Three icecream cones and a line

Infinitely Curious friends,

Every once in a while I meet a mathematical theorem that puts a smile on my face because of its simplicity and “cuteness”. In today’s VERITAS I will tell you about one such mathematical theorem. I read it about a week back and still continues to make me feel happy. So I decided to share this theorem with you.


Here is what it is: Take a sheet of paper and make three circles of different sizes. The circles should be separate from each other. Let’s call these three circles A, B and C. Now draw two tangents to A and B. In other words draw one line that touches A and B but does not go inside it – this is a tangent to A and B. Now draw another tangent to A and B. So we have two common tangents to A and B. These tangents will cross( intersect) somewhere. Call this point P1. At this time it will look like an ice cream cone holding two scoops of ice cream of different sizes. Now draw two tangents to A and C. These tangents will cross at a point- call it P2. Similarly draw two tangents to B and C- these will intersect at P3. The cute mathematical fact is that P1, P2 and P3 lie on a straight line. Isn’t that so simple and yet so profound. See the attached image for a visual representation.

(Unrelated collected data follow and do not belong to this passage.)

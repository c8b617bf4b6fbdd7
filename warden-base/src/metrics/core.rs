use std::collections::HashMap;
use std::fmt::{Debug, Formatter};

use eyre::Result;
use parking_lot::Mutex;
use prometheus::{
    labels, opts, register_gauge_vec_with_registry, Encoder, GaugeVec, Registry,
};

/// Macro to prefix a string with the namespace.
macro_rules! namespaced {
    ($name:expr) => {
        format!("{}_{}", super::NAMESPACE, $name)
    };
}

/// Label appended to every exported gauge.
pub const STATUS_LABEL: &str = "status";

/// Outcome of the upstream call behind a sample.
#[derive(Debug, Clone, Copy, PartialEq, Eq, strum::AsRefStr, strum::Display)]
#[strum(serialize_all = "lowercase")]
pub enum Status {
    /// The upstream answered and the answer was understood
    Success,
    /// The upstream failed, timed out, or answered with something unreadable
    Error,
}

impl Status {
    /// `Success` for `Ok`, `Error` for `Err`.
    pub fn of<T, E>(result: &std::result::Result<T, E>) -> Self {
        if result.is_ok() {
            Status::Success
        } else {
            Status::Error
        }
    }
}

/// A gauge whose label schema is fixed at construction: `N` caller supplied
/// labels followed by `status`.
///
/// The label count is part of the type, so emitting with the wrong number of
/// labels does not compile.
#[derive(Clone)]
pub struct StatusGauge<const N: usize> {
    name: String,
    inner: GaugeVec,
}

impl<const N: usize> StatusGauge<N> {
    /// Set the sample for `labels` with an explicit status.
    pub fn set(&self, labels: [&str; N], status: Status, value: f64) {
        let mut values: Vec<&str> = Vec::with_capacity(N + 1);
        values.extend_from_slice(&labels);
        values.push(status.as_ref());
        self.inner.with_label_values(&values).set(value);
    }

    /// Set a successful sample.
    pub fn success(&self, labels: [&str; N], value: f64) {
        self.set(labels, Status::Success, value);
    }

    /// Set the degraded sample: value 0 and status=error.
    pub fn error(&self, labels: [&str; N]) {
        self.set(labels, Status::Error, 0.0);
    }

    /// Set the sample from a result, degrading on `Err`.
    pub fn record<E>(&self, labels: [&str; N], result: &std::result::Result<f64, E>) {
        match result {
            Ok(value) => self.success(labels, *value),
            Err(_) => self.error(labels),
        }
    }

    /// Metric name
    pub fn name(&self) -> &str {
        &self.name
    }
}

impl<const N: usize> Debug for StatusGauge<N> {
    fn fmt(&self, f: &mut Formatter<'_>) -> std::fmt::Result {
        write!(f, "StatusGauge {{ name: {}, labels: {} }}", self.name, N + 1)
    }
}

/// Metrics for the exporter process.
pub struct CoreMetrics {
    /// Metrics registry for adding new metrics and gathering reports
    registry: Registry,
    const_labels: HashMap<String, String>,
    listen_port: u16,
    agent_name: String,

    /// Every gauge handed out to a collector; cleared at the start of a scrape.
    exported: Mutex<Vec<GaugeVec>>,

    collector_duration: GaugeVec,
    collector_up: GaugeVec,
}

impl CoreMetrics {
    /// Track metrics for a particular agent name.
    ///
    /// - `for_agent` name of the agent these metrics are tracking.
    /// - `listen_port` port to start the HTTP server on.
    /// - `registry` prometheus registry to attach the metrics to
    pub fn new(for_agent: &str, listen_port: u16, registry: Registry) -> prometheus::Result<Self> {
        let const_labels: HashMap<String, String> = labels! {
            namespaced!("version") => env!("CARGO_PKG_VERSION").into(),
            "agent".into() => for_agent.into(),
        };
        let const_labels_ref = const_labels
            .iter()
            .map(|(k, v)| (k.as_str(), v.as_str()))
            .collect::<HashMap<_, _>>();

        let collector_duration = register_gauge_vec_with_registry!(
            opts!(
                namespaced!("collector_duration_seconds"),
                "Wall time the collector spent in the last scrape",
                const_labels_ref
            ),
            &["collector"],
            registry
        )?;

        let collector_up = register_gauge_vec_with_registry!(
            opts!(
                namespaced!("collector_up"),
                "1 if the collector finished within the scrape deadline, 0 otherwise",
                const_labels_ref
            ),
            &["collector"],
            registry
        )?;

        Ok(Self {
            registry,
            const_labels,
            listen_port,
            agent_name: for_agent.into(),
            exported: Mutex::new(Vec::new()),
            collector_duration,
            collector_up,
        })
    }

    /// Get the prometheus registry for this core metrics instance.
    pub fn registry(&self) -> Registry {
        self.registry.clone()
    }

    /// Create and register an exported gauge with `N` labels plus `status`.
    ///
    /// Registering a name twice fails, so two collectors can never emit
    /// under the same metric name.
    pub fn new_status_gauge<const N: usize>(
        &self,
        metric_name: &str,
        help: &str,
        labels: [&str; N],
    ) -> Result<StatusGauge<N>> {
        let mut label_names: Vec<&str> = labels.to_vec();
        label_names.push(STATUS_LABEL);
        let inner = register_gauge_vec_with_registry!(
            opts!(metric_name, help),
            &label_names,
            self.registry
        )?;
        self.exported.lock().push(inner.clone());
        Ok(StatusGauge {
            name: metric_name.to_owned(),
            inner,
        })
    }

    /// Drop every label set of every exported gauge, so a scrape only
    /// reports what it observed.
    pub fn reset_exported(&self) {
        for gauge in self.exported.lock().iter() {
            gauge.reset();
        }
    }

    /// Record how a collector fared in the last scrape.
    pub fn observe_collector(&self, collector: &str, seconds: f64, finished: bool) {
        self.collector_duration
            .with_label_values(&[collector])
            .set(seconds);
        self.collector_up
            .with_label_values(&[collector])
            .set(if finished { 1.0 } else { 0.0 });
    }

    /// Gather available metrics into an encoded (plaintext, OpenMetrics format)
    /// report.
    pub fn gather(&self) -> prometheus::Result<Vec<u8>> {
        let collected_metrics = self.registry.gather();
        let mut out_buf = Vec::with_capacity(1024 * 64);
        let encoder = prometheus::TextEncoder::new();
        encoder.encode(&collected_metrics, &mut out_buf)?;
        Ok(out_buf)
    }

    /// Get the name of this agent, e.g. "warden-exporter"
    pub fn agent_name(&self) -> &str {
        &self.agent_name
    }

    /// Port the metrics server listens on
    pub fn listen_port(&self) -> u16 {
        self.listen_port
    }

    /// Constant labels attached to the exporter's own metrics
    pub fn const_labels(&self) -> &HashMap<String, String> {
        &self.const_labels
    }
}

impl Debug for CoreMetrics {
    fn fmt(&self, f: &mut Formatter<'_>) -> std::fmt::Result {
        write!(
            f,
            "CoreMetrics {{ agent_name: {}, listen_port: {:?} }}",
            self.agent_name, self.listen_port
        )
    }
}

#[cfg(test)]
mod tests {
    use super::*;

    fn metrics() -> CoreMetrics {
        CoreMetrics::new("test", 9090, Registry::new()).unwrap()
    }

    fn sample_labels(registry: &Registry, name: &str) -> Vec<Vec<(String, String)>> {
        registry
            .gather()
            .into_iter()
            .filter(|family| family.get_name() == name)
            .flat_map(|family| family.get_metric().to_vec())
            .map(|metric| {
                metric
                    .get_label()
                    .iter()
                    .map(|l| (l.get_name().to_owned(), l.get_value().to_owned()))
                    .collect()
            })
            .collect()
    }

    #[test]
    fn status_label_is_appended() {
        let metrics = metrics();
        let gauge = metrics
            .new_status_gauge("warden_spaces", "spaces", ["chain_id"])
            .unwrap();
        gauge.success(["warden_8765-1"], 12.0);

        let labels = sample_labels(&metrics.registry(), "warden_spaces");
        assert_eq!(
            labels,
            vec![vec![
                ("chain_id".to_owned(), "warden_8765-1".to_owned()),
                ("status".to_owned(), "success".to_owned()),
            ]]
        );
    }

    #[test]
    fn error_samples_are_zero() {
        let metrics = metrics();
        let gauge = metrics
            .new_status_gauge("warden_keychains", "keychains", ["chain_id"])
            .unwrap();
        gauge.record(["c"], &Err::<f64, ()>(()));

        let families = metrics.registry().gather();
        let family = families
            .iter()
            .find(|f| f.get_name() == "warden_keychains")
            .unwrap();
        let sample = &family.get_metric()[0];
        assert_eq!(sample.get_gauge().get_value(), 0.0);
        assert_eq!(sample.get_label()[1].get_value(), "error");
    }

    #[test]
    fn duplicate_names_are_rejected() {
        let metrics = metrics();
        metrics
            .new_status_gauge("warden_actions", "actions", ["chain_id"])
            .unwrap();
        assert!(metrics
            .new_status_gauge("warden_actions", "actions again", ["chain_id"])
            .is_err());
    }

    #[test]
    fn reset_drops_stale_label_sets() {
        let metrics = metrics();
        let gauge = metrics
            .new_status_gauge("cosmos_wallet_balance", "balance", ["account"])
            .unwrap();
        gauge.success(["warden1old"], 1.0);
        metrics.reset_exported();
        gauge.success(["warden1new"], 2.0);

        let labels = sample_labels(&metrics.registry(), "cosmos_wallet_balance");
        assert_eq!(labels.len(), 1);
        assert_eq!(labels[0][0].1, "warden1new");
    }

    #[test]
    fn gather_renders_text_format() {
        let metrics = metrics();
        let gauge = metrics
            .new_status_gauge("warden_rules", "Returns the number of rules", ["chain_id"])
            .unwrap();
        gauge.success(["c"], 3.0);
        metrics.observe_collector("actions", 0.5, true);

        let text = String::from_utf8(metrics.gather().unwrap()).unwrap();
        assert!(text.contains("# HELP warden_rules Returns the number of rules"));
        assert!(text.contains("warden_rules{chain_id=\"c\",status=\"success\"} 3"));
        assert!(text.contains("warden_exporter_collector_up"));
    }
}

It will look like three ice cream cones holding scoops A, B and C in pairs. The tips of the cones lie on a straight line.

This theorem is called Monge’s theorem. This theorem is valid even if the circles intersect.

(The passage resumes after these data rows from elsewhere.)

//! Plan sectioner: splits generated plan markdown into intro, days and tips.
//!
//! The sectioner is a single forward pass over the document's lines with a
//! three-state mode:
//! - `Intro` until the first day heading or the tips heading
//! - `Day` while a `### Day N: ...` section is open
//! - `Tips` from `## Key Considerations & Tips for Your Journey` to the end
//!
//! Input that lacks the expected headings degrades to an all-intro plan.

use crate::{DaySection, ParsedPlan};
use once_cell::sync::Lazy;
use regex::Regex;

/// `### Day 1: Full Body Strength A`
static RE_DAY_HEADING: Lazy<Regex> =
    Lazy::new(|| Regex::new(r"(?i)^###\s*Day\s+([0-9]+)\s*:(.*)$").unwrap());

/// The fixed heading that opens the tips section
static RE_TIPS_HEADING: Lazy<Regex> = Lazy::new(|| {
    Regex::new(r"(?i)^##\s*Key Considerations\s*&\s*Tips for Your Journey\s*$").unwrap()
});

/// Heading text the tips section must carry to be recognised
pub const TIPS_HEADING: &str = "## Key Considerations & Tips for Your Journey";

enum Mode<'a> {
    Intro,
    Day { title: String, lines: Vec<&'a str> },
    Tips,
}

struct Sectioner<'a> {
    mode: Mode<'a>,
    intro: Vec<&'a str>,
    days: Vec<DaySection>,
    tips: Vec<&'a str>,
}

impl<'a> Sectioner<'a> {
    fn new() -> Self {
        Self {
            mode: Mode::Intro,
            intro: Vec::new(),
            days: Vec::new(),
            tips: Vec::new(),
        }
    }

    fn feed(&mut self, line: &'a str) {
        let trimmed = line.trim();

        // Tips heading wins from any mode and is kept in the tips text
        if RE_TIPS_HEADING.is_match(trimmed) {
            self.close_day();
            self.mode = Mode::Tips;
            self.tips.push(line);
            return;
        }

        if !matches!(self.mode, Mode::Tips) {
            if let Some(title) = day_heading_title(trimmed) {
                self.close_day();
                self.mode = Mode::Day {
                    title,
                    lines: Vec::new(),
                };
                return;
            }
        }

        match &mut self.mode {
            Mode::Intro => self.intro.push(line),
            Mode::Day { lines, .. } => lines.push(line),
            Mode::Tips => self.tips.push(line),
        }
    }

    fn close_day(&mut self) {
        if let Mode::Day { title, lines } = std::mem::replace(&mut self.mode, Mode::Intro) {
            self.days.push(DaySection {
                title,
                content: join_trimmed(&lines),
            });
        }
    }

    fn finish(mut self) -> ParsedPlan {
        self.close_day();
        ParsedPlan {
            intro: join_trimmed(&self.intro),
            days: self.days,
            tips_and_success: join_trimmed(&self.tips),
        }
    }
}

/// Build the display title for a day heading, or None if the line isn't one.
///
/// The day number is kept as written ("Day 01" stays "Day 01").
fn day_heading_title(trimmed: &str) -> Option<String> {
    let caps = RE_DAY_HEADING.captures(trimmed)?;
    let number = &caps[1];
    let rest = caps[2].trim();

    Some(if rest.is_empty() {
        format!("Day {}", number)
    } else {
        format!("Day {}: {}", number, rest)
    })
}

fn join_trimmed(lines: &[&str]) -> String {
    lines.join("\n").trim().to_string()
}

/// Split plan markdown into intro, per-day sections and tips.
///
/// Never fails: a document with no recognised headings comes back as
/// `{ intro: <whole text>, days: [], tips_and_success: "" }`.
pub fn parse_plan_markdown(plan: &str) -> ParsedPlan {
    let mut sectioner = Sectioner::new();
    for line in plan.split('\n') {
        sectioner.feed(line.strip_suffix('\r').unwrap_or(line));
    }
    let parsed = sectioner.finish();

    tracing::debug!(
        "Sectioned plan: {} days, intro {} bytes, tips {} bytes",
        parsed.days.len(),
        parsed.intro.len(),
        parsed.tips_and_success.len()
    );

    parsed
}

Now a little bit about the mathematician who discovered this interesting mathematical theorem. Gaspard Monge was a french mathematician. Not many of us know his name but all the engineers of this world have used his invention- descriptive geometry. The engineers among you would remember the first year classes on technical drawing( I remember them with horror ). In technical drawing we learnt to represent three dimensional objects on 2D paper using different views and projections- eg top view, front view etc. These techniques were invented by Monge and are known as “descriptive geometry” in mathematics. After the French revolution Monge became very influential under Napoleon’s rule. He was instrumental in the setup of the Ecole Polytechnique- which is one of the great institutions of mathematics and sciences. He also was a part of Napoleon’s expedition to Egypt. In an earlier VERITAS( written in the year 2000), I had written in detail about Napoleon’s interest in mathematics and his trip to Egypt in which he had taken a number of scientists and mathematicians. In that VERITAS I had also written that Napoleon himself was a mathematician and even has a theorem by the name of Napoleon’s theorem. For details read VERITAS: Napoleon’s academic conquest of Egypt, 25th June 2000 (

Friends, I feel that there are three attitudes among most people about mathematics. The first two are “bad” attitudes: some people fear mathematics. Some others are arrogant about their mathematical abilities. Both these attitudes are caused by our educational system which uses mathematics to judge the intelligence of people. Mathematics becomes a scary competition in which 95% people are declared “bad at math” and 5% are considered “good in math”. This causes the 95% of people to develop a fear and 5% to develop an arrogance of their mathematical abilities. Both these attitudes are a result of comparison and comparisons can never result in true knowledge. There is a third attitude which is the correct one. It is about amazement and love for the beauty of mathematics. This attitude does not compare. It is about enjoying the infinite relationships between numbers and shapes. This attitude promotes a lifelong interest in mathematics and an appreciation of its beauty. This is the attitude that we need to promote in our kids. For our kids mathematics should be a way of looking at this amazing world and not about how much his friend scored.

Before I end this VERITAS here is a little quote by G.H Hardy( the person who first recognized Ramanujan’s genius):

The mathematician’s patterns, like the painter’s or the poet’s must be
beautiful; the ideas, like the colors or the words must fit together in a
harmonious way. Beauty is the first test: there is no permanent place in
this world for ugly mathematics.


Go wondrous creature, mount where science guides
go measure earth, weigh air, state the tides,
instruct the planets in what orbs to run
correct old time, regulate the sun